ASSIGNMENT:
Check every line of the entries below for "Some", and copy the lines that have it.

DATA:
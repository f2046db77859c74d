// Serenata
// Copyright (c) 2019-2024 The Project Serenata Developers.
//
// This Source Code Form is subject to the terms of the Mozilla Public
// License, v. 2.0. If a copy of the MPL was not distributed with this
// file, You can obtain one at https://mozilla.org/MPL/2.0/.

//! The `meta` module defines the tag data model shared by all metadata readers.

use std::collections::HashMap;
use std::fmt;
use std::sync::Arc;

/// A single key-value entry of a [`MetadataMap`].
#[derive(Clone, Debug)]
pub struct MapEntry {
    name: Arc<str>,
    value: String,
}

impl MapEntry {
    /// The tag-native key of the entry.
    pub fn name(&self) -> &str {
        &self.name
    }

    /// The value of the entry.
    pub fn value(&self) -> &str {
        &self.value
    }
}

/// An ordered multimap from tag-native keys to values.
///
/// Duplicate keys are preserved in insertion order, and all duplicates of a key share a single
/// key allocation. Both keys and values are UTF-8: readers transcode or validate before
/// inserting.
#[derive(Clone, Debug, Default)]
pub struct MetadataMap {
    entries: Vec<MapEntry>,
    index: HashMap<Arc<str>, Vec<usize>>,
}

impl MetadataMap {
    pub fn new() -> Self {
        Default::default()
    }

    /// Appends a key-value pair, preserving any existing entries for the same key.
    pub fn push(&mut self, name: &str, value: String) {
        let interned = match self.index.get_key_value(name) {
            Some((key, _)) => Arc::clone(key),
            None => Arc::from(name),
        };

        let entry_idx = self.entries.len();

        self.entries.push(MapEntry { name: Arc::clone(&interned), value });
        self.index.entry(interned).or_default().push(entry_idx);
    }

    /// Returns true if the map contains atleast one entry for the given key.
    pub fn contains(&self, name: &str) -> bool {
        self.index.contains_key(name)
    }

    /// Gets the first value stored for the given key.
    pub fn get_first(&self, name: &str) -> Option<&str> {
        let indicies = self.index.get(name)?;
        indicies.first().map(|&idx| self.entries[idx].value.as_str())
    }

    /// Iterates over all values stored for the given key, in insertion order.
    pub fn values<'a>(&'a self, name: &str) -> impl Iterator<Item = &'a str> + 'a {
        let indicies = self.index.get(name).map(|v| v.as_slice()).unwrap_or(&[]);
        indicies.iter().map(move |&idx| self.entries[idx].value.as_str())
    }

    /// Gets all values stored for the given key, in insertion order.
    pub fn get_all(&self, name: &str) -> Vec<&str> {
        self.values(name).collect()
    }

    /// Joins all values stored for the given key with a separator. Returns `None` if the key is
    /// absent.
    pub fn get_joined(&self, name: &str, sep: &str) -> Option<String> {
        if !self.contains(name) {
            return None;
        }
        Some(self.get_all(name).join(sep))
    }

    /// Replaces the first value stored for the given key, or appends a new entry if the key is
    /// absent. Duplicate entries beyond the first are left untouched.
    pub fn put_or_replace_first(&mut self, name: &str, value: String) {
        match self.index.get(name).and_then(|indicies| indicies.first()) {
            Some(&idx) => self.entries[idx].value = value,
            None => self.push(name, value),
        }
    }

    /// The number of values stored for the given key.
    pub fn value_count(&self, name: &str) -> usize {
        self.index.get(name).map(|indicies| indicies.len()).unwrap_or(0)
    }

    /// The total number of entries in the map.
    pub fn len(&self) -> usize {
        self.entries.len()
    }

    pub fn is_empty(&self) -> bool {
        self.entries.is_empty()
    }

    /// Iterates over all entries in insertion order.
    pub fn iter(&self) -> impl Iterator<Item = &MapEntry> {
        self.entries.iter()
    }
}

/// An entry of a [`FullTextMap`]: a language-tagged, described, free-form text.
#[derive(Clone, Debug)]
pub struct FullTextEntry {
    language: [u8; 3],
    description: Arc<str>,
    value: String,
}

impl FullTextEntry {
    /// The ISO-639-2 language code of the entry, as written in the tag.
    pub fn language(&self) -> &[u8; 3] {
        &self.language
    }

    /// The description of the entry.
    pub fn description(&self) -> &str {
        &self.description
    }

    /// The text of the entry.
    pub fn value(&self) -> &str {
        &self.value
    }
}

/// An ordered collection of language-tagged, described texts (ID3v2 comments and unsynchronized
/// lyrics), with secondary indexes by language and by description.
#[derive(Clone, Debug, Default)]
pub struct FullTextMap {
    entries: Vec<FullTextEntry>,
    by_lang: HashMap<[u8; 3], Vec<usize>>,
    by_desc: HashMap<Arc<str>, Vec<usize>>,
}

impl FullTextMap {
    pub fn new() -> Self {
        Default::default()
    }

    /// Appends an entry.
    pub fn push(&mut self, language: [u8; 3], description: &str, value: String) {
        let interned = match self.by_desc.get_key_value(description) {
            Some((key, _)) => Arc::clone(key),
            None => Arc::from(description),
        };

        let entry_idx = self.entries.len();

        self.entries.push(FullTextEntry {
            language,
            description: Arc::clone(&interned),
            value,
        });

        self.by_lang.entry(language).or_default().push(entry_idx);
        self.by_desc.entry(interned).or_default().push(entry_idx);
    }

    /// Iterates over all entries in insertion order.
    pub fn entries(&self) -> impl Iterator<Item = &FullTextEntry> {
        self.entries.iter()
    }

    /// Iterates over the values of all entries with the given language.
    pub fn values_for_language<'a>(
        &'a self,
        language: &[u8; 3],
    ) -> impl Iterator<Item = &'a str> + 'a {
        let indicies = self.by_lang.get(language).map(|v| v.as_slice()).unwrap_or(&[]);
        indicies.iter().map(move |&idx| self.entries[idx].value.as_str())
    }

    /// Iterates over the values of all entries with the given description.
    pub fn values_for_description<'a>(
        &'a self,
        description: &str,
    ) -> impl Iterator<Item = &'a str> + 'a {
        let indicies = self.by_desc.get(description).map(|v| v.as_slice()).unwrap_or(&[]);
        indicies.iter().map(move |&idx| self.entries[idx].value.as_str())
    }

    pub fn len(&self) -> usize {
        self.entries.len()
    }

    pub fn is_empty(&self) -> bool {
        self.entries.is_empty()
    }
}

/// A single parsed tag: its entries plus the absolute, header-inclusive byte range it occupies in
/// the source stream.
#[derive(Clone, Debug, Default)]
pub struct Metadata {
    pub map: MetadataMap,
    pub start_offset: u64,
    pub end_offset: u64,
}

/// The declared header fields of an ID3v2 tag.
///
/// `size` is the declared tag body in bytes: it excludes the 10-byte header, and includes any
/// extended header, padding, and (per ID3v2.4 rules) footer data but not the footer itself.
#[derive(Copy, Clone, Debug)]
pub struct Id3v2TagInfo {
    pub major_version: u8,
    pub revision: u8,
    pub flags: u8,
    pub size: u32,
}

/// The 32-byte APE tag header/footer record.
///
/// `tag_size` includes all items and the footer, but not the header.
#[derive(Copy, Clone, Debug)]
pub struct ApeTagInfo {
    pub version: u32,
    pub tag_size: u32,
    pub item_count: u32,
    pub flags: u32,
}

/// An ID3v2 tag with its version header and the full-text frame collections.
#[derive(Clone, Debug)]
pub struct Id3v2Metadata {
    pub metadata: Metadata,
    pub header: Id3v2TagInfo,
    pub comments: FullTextMap,
    pub unsynchronized_lyrics: FullTextMap,
}

/// An APE tag with its header/footer record.
#[derive(Clone, Debug)]
pub struct ApeMetadata {
    pub metadata: Metadata,
    pub header: ApeTagInfo,
}

/// The kind of a tag.
#[derive(Copy, Clone, Debug, PartialEq, Eq, Hash)]
pub enum TagKind {
    Id3v1,
    Id3v2,
    Ape,
    Flac,
    Vorbis,
    Mp4,
}

impl TagKind {
    /// All tag kinds, in no particular order.
    pub const ALL: [TagKind; 6] =
        [TagKind::Id3v1, TagKind::Id3v2, TagKind::Ape, TagKind::Flac, TagKind::Vorbis, TagKind::Mp4];
}

impl fmt::Display for TagKind {
    fn fmt(&self, f: &mut fmt::Formatter<'_>) -> fmt::Result {
        let name = match self {
            TagKind::Id3v1 => "ID3v1",
            TagKind::Id3v2 => "ID3v2",
            TagKind::Ape => "APE",
            TagKind::Flac => "FLAC",
            TagKind::Vorbis => "Vorbis",
            TagKind::Mp4 => "MP4",
        };
        f.write_str(name)
    }
}

/// A parsed tag of any supported kind.
#[derive(Clone, Debug)]
pub enum TypedMetadata {
    Id3v1(Metadata),
    Id3v2(Id3v2Metadata),
    Ape(ApeMetadata),
    Flac(Metadata),
    Vorbis(Metadata),
    Mp4(Metadata),
}

impl TypedMetadata {
    /// The kind of this tag.
    pub fn kind(&self) -> TagKind {
        match self {
            TypedMetadata::Id3v1(_) => TagKind::Id3v1,
            TypedMetadata::Id3v2(_) => TagKind::Id3v2,
            TypedMetadata::Ape(_) => TagKind::Ape,
            TypedMetadata::Flac(_) => TagKind::Flac,
            TypedMetadata::Vorbis(_) => TagKind::Vorbis,
            TypedMetadata::Mp4(_) => TagKind::Mp4,
        }
    }

    /// The common metadata of this tag.
    pub fn metadata(&self) -> &Metadata {
        match self {
            TypedMetadata::Id3v1(meta) => meta,
            TypedMetadata::Id3v2(id3v2) => &id3v2.metadata,
            TypedMetadata::Ape(ape) => &ape.metadata,
            TypedMetadata::Flac(meta) => meta,
            TypedMetadata::Vorbis(meta) => meta,
            TypedMetadata::Mp4(meta) => meta,
        }
    }

    /// The key-value entries of this tag.
    pub fn map(&self) -> &MetadataMap {
        &self.metadata().map
    }

    /// The absolute byte position of the start of this tag in the source stream.
    pub fn start_offset(&self) -> u64 {
        self.metadata().start_offset
    }

    /// The absolute byte position of the exclusive end of this tag in the source stream.
    pub fn end_offset(&self) -> u64 {
        self.metadata().end_offset
    }
}

/// All tags discovered in a stream, in discovery order: prefixed tags in file order first, then
/// appended tags from the end of the file inwards.
#[derive(Clone, Debug, Default)]
pub struct AllMetadata {
    pub tags: Vec<TypedMetadata>,
}

impl AllMetadata {
    /// Iterates over all tags in discovery order.
    pub fn iter(&self) -> impl Iterator<Item = &TypedMetadata> {
        self.tags.iter()
    }

    /// Iterates over all tags of the given kind in discovery order.
    pub fn of_kind(&self, kind: TagKind) -> impl Iterator<Item = &TypedMetadata> {
        self.tags.iter().filter(move |tag| tag.kind() == kind)
    }

    /// Gets the first discovered tag of the given kind.
    pub fn first_of_kind(&self, kind: TagKind) -> Option<&TypedMetadata> {
        self.of_kind(kind).next()
    }

    /// Gets the last discovered tag of the given kind.
    pub fn last_of_kind(&self, kind: TagKind) -> Option<&TypedMetadata> {
        self.of_kind(kind).last()
    }

    pub fn len(&self) -> usize {
        self.tags.len()
    }

    pub fn is_empty(&self) -> bool {
        self.tags.is_empty()
    }
}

RESPONSE:
            Some((key, _)) => Arc::clone(key),
        Some(self.get_all(name).join(sep))
            Some(&idx) => self.entries[idx].value = value,
            Some((key, _)) => Arc::clone(key),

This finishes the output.